Source material:
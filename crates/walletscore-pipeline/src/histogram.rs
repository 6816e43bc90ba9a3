//! Score distribution chart, rendered as a standalone SVG document.
//!
//! Ten bins of width 100 cover `[0, 1000]`; a score of exactly 1000 lands in
//! the last bin. The chart carries per-bin counts, dashed mean and median
//! markers, and a Gaussian kernel-density curve scaled to bin counts.

use std::fmt::{self, Write as _};

use walletscore_core::constants::{HISTOGRAM_BINS, HISTOGRAM_BIN_WIDTH, SCORE_MAX, SCORE_MIN};

const WIDTH: f64 = 800.0;
const HEIGHT: f64 = 500.0;
const MARGIN_LEFT: f64 = 70.0;
const MARGIN_RIGHT: f64 = 30.0;
const MARGIN_TOP: f64 = 50.0;
const MARGIN_BOTTOM: f64 = 60.0;
/// Points on the density curve.
const KDE_POINTS: usize = 200;

/// Binned score distribution plus summary statistics.
#[derive(Debug, Clone, PartialEq)]
pub struct Histogram {
    pub counts: [u64; HISTOGRAM_BINS],
    pub mean: Option<f64>,
    pub median: Option<f64>,
    /// `(score, expected wallets per bin)` along `[0, 1000]`. Empty when the
    /// scores have fewer than two distinct values.
    pub density: Vec<(f64, f64)>,
}

/// Bin holding `score`. Out-of-range values clamp to the first or last bin.
pub fn bin_index(score: f64) -> usize {
    if !(score > SCORE_MIN) {
        return 0;
    }
    ((score / HISTOGRAM_BIN_WIDTH) as usize).min(HISTOGRAM_BINS - 1)
}

impl Histogram {
    pub fn from_scores(scores: &[f64]) -> Self {
        let mut counts = [0u64; HISTOGRAM_BINS];
        for &s in scores {
            counts[bin_index(s)] += 1;
        }

        let mut sorted = scores.to_vec();
        sorted.sort_by(f64::total_cmp);

        Self {
            counts,
            mean: mean(&sorted),
            median: median(&sorted),
            density: kde_curve(&sorted),
        }
    }

    pub fn total(&self) -> u64 {
        self.counts.iter().sum()
    }

    /// Render as an SVG document.
    pub fn to_svg(&self) -> String {
        self.to_string()
    }
}

fn mean(sorted: &[f64]) -> Option<f64> {
    if sorted.is_empty() {
        return None;
    }
    Some(sorted.iter().sum::<f64>() / sorted.len() as f64)
}

fn median(sorted: &[f64]) -> Option<f64> {
    let n = sorted.len();
    match n {
        0 => None,
        _ if n % 2 == 1 => Some(sorted[n / 2]),
        _ => Some((sorted[n / 2 - 1] + sorted[n / 2]) / 2.0),
    }
}

/// Gaussian KDE with Scott's-rule bandwidth (`std * n^(-1/5)`, sample std),
/// scaled so the curve is comparable to bin counts.
fn kde_curve(sorted: &[f64]) -> Vec<(f64, f64)> {
    let n = sorted.len();
    let distinct = sorted.windows(2).any(|w| w[0] != w[1]);
    if n < 2 || !distinct {
        return Vec::new();
    }

    let nf = n as f64;
    let mu = sorted.iter().sum::<f64>() / nf;
    let var = sorted.iter().map(|s| (s - mu).powi(2)).sum::<f64>() / (nf - 1.0);
    let bandwidth = var.sqrt() * nf.powf(-0.2);
    if !(bandwidth > 0.0 && bandwidth.is_finite()) {
        return Vec::new();
    }

    let norm = 1.0 / (bandwidth * (2.0 * std::f64::consts::PI).sqrt());
    let scale = nf * HISTOGRAM_BIN_WIDTH;
    let step = (SCORE_MAX - SCORE_MIN) / (KDE_POINTS - 1) as f64;

    (0..KDE_POINTS)
        .map(|i| {
            let x = SCORE_MIN + step * i as f64;
            let density = sorted
                .iter()
                .map(|s| {
                    let u = (x - s) / bandwidth;
                    (-0.5 * u * u).exp()
                })
                .sum::<f64>()
                * norm
                / nf;
            (x, density * scale)
        })
        .collect()
}

struct Frame {
    y_max: f64,
}

impl Frame {
    fn plot_w() -> f64 {
        WIDTH - MARGIN_LEFT - MARGIN_RIGHT
    }

    fn plot_h() -> f64 {
        HEIGHT - MARGIN_TOP - MARGIN_BOTTOM
    }

    fn x(&self, score: f64) -> f64 {
        MARGIN_LEFT + (score - SCORE_MIN) / (SCORE_MAX - SCORE_MIN) * Self::plot_w()
    }

    fn y(&self, count: f64) -> f64 {
        MARGIN_TOP + Self::plot_h() * (1.0 - count / self.y_max)
    }
}

/// Smallest "nice" tick step giving at most ~8 ticks up to `max`.
fn tick_step(max: f64) -> f64 {
    let raw = max / 8.0;
    let magnitude = 10f64.powf(raw.log10().floor());
    [1.0, 2.0, 5.0, 10.0]
        .iter()
        .map(|m| m * magnitude)
        .find(|s| *s >= raw)
        .unwrap_or(10.0 * magnitude)
        .max(1.0)
}

impl fmt::Display for Histogram {
    fn fmt(&self, f: &mut fmt::Formatter<'_>) -> fmt::Result {
        let peak_count = self.counts.iter().copied().max().unwrap_or(0) as f64;
        let peak_density = self.density.iter().map(|(_, d)| *d).fold(0.0, f64::max);
        let frame = Frame {
            y_max: (peak_count.max(peak_density) * 1.1).max(1.0),
        };
        let base_y = frame.y(0.0);
        let mut svg = String::new();

        writeln!(
            svg,
            r#"<svg xmlns="http://www.w3.org/2000/svg" width="{WIDTH}" height="{HEIGHT}" viewBox="0 0 {WIDTH} {HEIGHT}" font-family="sans-serif" font-size="12">"#
        )?;
        writeln!(svg, r#"<rect width="100%" height="100%" fill="white"/>"#)?;
        writeln!(
            svg,
            r#"<text x="{}" y="28" text-anchor="middle" font-size="16">Credit Score Distribution</text>"#,
            WIDTH / 2.0
        )?;

        // Bars and their counts.
        let bar_w = frame.x(HISTOGRAM_BIN_WIDTH) - frame.x(0.0);
        for (i, &count) in self.counts.iter().enumerate() {
            let x = frame.x(i as f64 * HISTOGRAM_BIN_WIDTH);
            let y = frame.y(count as f64);
            writeln!(
                svg,
                r##"<rect x="{x:.2}" y="{y:.2}" width="{bar_w:.2}" height="{:.2}" fill="#4c72b0" fill-opacity="0.6" stroke="#2a3f66"/>"##,
                base_y - y
            )?;
            if count > 0 {
                writeln!(
                    svg,
                    r#"<text x="{:.2}" y="{:.2}" text-anchor="middle">{count}</text>"#,
                    x + bar_w / 2.0,
                    y - 4.0
                )?;
            }
        }

        if !self.density.is_empty() {
            let points: Vec<String> = self
                .density
                .iter()
                .map(|(s, d)| format!("{:.2},{:.2}", frame.x(*s), frame.y(*d)))
                .collect();
            writeln!(
                svg,
                r##"<polyline points="{}" fill="none" stroke="#2a3f66" stroke-width="2"/>"##,
                points.join(" ")
            )?;
        }

        for (label, value, color, dy) in [
            ("Mean", self.mean, "#c44e52", 14.0),
            ("Median", self.median, "#55a868", 28.0),
        ] {
            let Some(v) = value else { continue };
            let x = frame.x(v.clamp(SCORE_MIN, SCORE_MAX));
            writeln!(
                svg,
                r#"<line x1="{x:.2}" y1="{MARGIN_TOP}" x2="{x:.2}" y2="{base_y:.2}" stroke="{color}" stroke-width="2" stroke-dasharray="6,4"/>"#
            )?;
            writeln!(
                svg,
                r#"<text x="{:.2}" y="{:.2}" fill="{color}">{label}: {v:.1}</text>"#,
                x + 4.0,
                MARGIN_TOP + dy
            )?;
        }

        // Axes.
        let right = frame.x(SCORE_MAX);
        writeln!(
            svg,
            r#"<line x1="{MARGIN_LEFT}" y1="{base_y:.2}" x2="{right:.2}" y2="{base_y:.2}" stroke="black"/>"#
        )?;
        writeln!(
            svg,
            r#"<line x1="{MARGIN_LEFT}" y1="{MARGIN_TOP}" x2="{MARGIN_LEFT}" y2="{base_y:.2}" stroke="black"/>"#
        )?;
        for i in 0..=HISTOGRAM_BINS {
            let score = i as f64 * HISTOGRAM_BIN_WIDTH;
            let x = frame.x(score);
            writeln!(
                svg,
                r#"<line x1="{x:.2}" y1="{base_y:.2}" x2="{x:.2}" y2="{:.2}" stroke="black"/>"#,
                base_y + 5.0
            )?;
            writeln!(
                svg,
                r#"<text x="{x:.2}" y="{:.2}" text-anchor="middle">{score}</text>"#,
                base_y + 18.0
            )?;
        }
        let step = tick_step(frame.y_max);
        let mut tick = 0.0;
        while tick <= frame.y_max {
            let y = frame.y(tick);
            writeln!(
                svg,
                r#"<line x1="{:.2}" y1="{y:.2}" x2="{MARGIN_LEFT}" y2="{y:.2}" stroke="black"/>"#,
                MARGIN_LEFT - 5.0
            )?;
            writeln!(
                svg,
                r#"<text x="{:.2}" y="{:.2}" text-anchor="end">{tick}</text>"#,
                MARGIN_LEFT - 8.0,
                y + 4.0
            )?;
            tick += step;
        }

        writeln!(
            svg,
            r#"<text x="{:.2}" y="{:.2}" text-anchor="middle">Credit Score</text>"#,
            MARGIN_LEFT + Frame::plot_w() / 2.0,
            HEIGHT - 15.0
        )?;
        writeln!(
            svg,
            r#"<text x="20" y="{:.2}" text-anchor="middle" transform="rotate(-90 20 {:.2})">Number of Wallets</text>"#,
            MARGIN_TOP + Frame::plot_h() / 2.0,
            MARGIN_TOP + Frame::plot_h() / 2.0
        )?;
        svg.push_str("</svg>\n");

        f.write_str(&svg)
    }
}

#[cfg(test)]
mod tests {
    use super::*;
    use proptest::prelude::*;

    #[test]
    fn bins_are_width_one_hundred() {
        assert_eq!(bin_index(0.0), 0);
        assert_eq!(bin_index(99.999), 0);
        assert_eq!(bin_index(100.0), 1);
        assert_eq!(bin_index(512.3), 5);
        assert_eq!(bin_index(999.9), 9);
    }

    #[test]
    fn top_score_lands_in_last_bin() {
        assert_eq!(bin_index(1000.0), 9);
    }

    #[test]
    fn counts_mean_median() {
        let h = Histogram::from_scores(&[0.0, 150.0, 150.0, 1000.0]);
        assert_eq!(h.counts, [1, 2, 0, 0, 0, 0, 0, 0, 0, 1]);
        assert_eq!(h.total(), 4);
        assert_eq!(h.mean, Some(325.0));
        assert_eq!(h.median, Some(150.0));
    }

    #[test]
    fn odd_median() {
        let h = Histogram::from_scores(&[900.0, 100.0, 500.0]);
        assert_eq!(h.median, Some(500.0));
    }

    #[test]
    fn empty_scores() {
        let h = Histogram::from_scores(&[]);
        assert_eq!(h.total(), 0);
        assert_eq!(h.mean, None);
        assert_eq!(h.median, None);
        assert!(h.density.is_empty());
        let svg = h.to_svg();
        assert!(svg.contains("Credit Score Distribution"));
        assert!(!svg.contains("Mean:"));
    }

    #[test]
    fn single_distinct_value_has_no_density() {
        let h = Histogram::from_scores(&[400.0, 400.0, 400.0]);
        assert!(h.density.is_empty());
        assert!(!h.to_svg().contains("<polyline"));
    }

    #[test]
    fn density_integrates_to_roughly_the_population() {
        let scores: Vec<f64> = (0..200).map(|i| 300.0 + (i % 40) as f64 * 10.0).collect();
        let h = Histogram::from_scores(&scores);
        assert_eq!(h.density.len(), KDE_POINTS);
        let step = 1000.0 / (KDE_POINTS - 1) as f64;
        // Expected wallets per bin, integrated over score, divided by bin width.
        let area: f64 = h.density.iter().map(|(_, d)| d * step).sum::<f64>() / HISTOGRAM_BIN_WIDTH;
        assert!((area - 200.0).abs() < 10.0, "area = {area}");
    }

    #[test]
    fn svg_has_chart_furniture() {
        let h = Histogram::from_scores(&[120.0, 480.0, 510.0, 530.0, 990.0]);
        let svg = h.to_svg();
        assert!(svg.starts_with("<svg"));
        assert!(svg.trim_end().ends_with("</svg>"));
        assert!(svg.contains("Credit Score</text>"));
        assert!(svg.contains("Number of Wallets"));
        assert!(svg.contains("Mean: 526.0"));
        assert!(svg.contains("Median: 510.0"));
        assert!(svg.contains("stroke-dasharray"));
        assert!(svg.contains(">1000</text>"));
        assert!(svg.contains(">2</text>"));
    }

    #[test]
    fn tick_steps_are_round() {
        assert_eq!(tick_step(1.1), 1.0);
        assert_eq!(tick_step(11.0), 2.0);
        assert_eq!(tick_step(330.0), 50.0);
    }

    proptest! {
        #[test]
        fn every_score_is_counted(scores in prop::collection::vec(0.0f64..=1000.0, 0..300)) {
            let h = Histogram::from_scores(&scores);
            prop_assert_eq!(h.total(), scores.len() as u64);
        }
    }
}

What the task asks: Pull out every line holding "norm" from the records above, and copy it.

Solved problem:
    let norm = 1.0 / (bandwidth * (2.0 * std::f64::consts::PI).sqrt());
                * norm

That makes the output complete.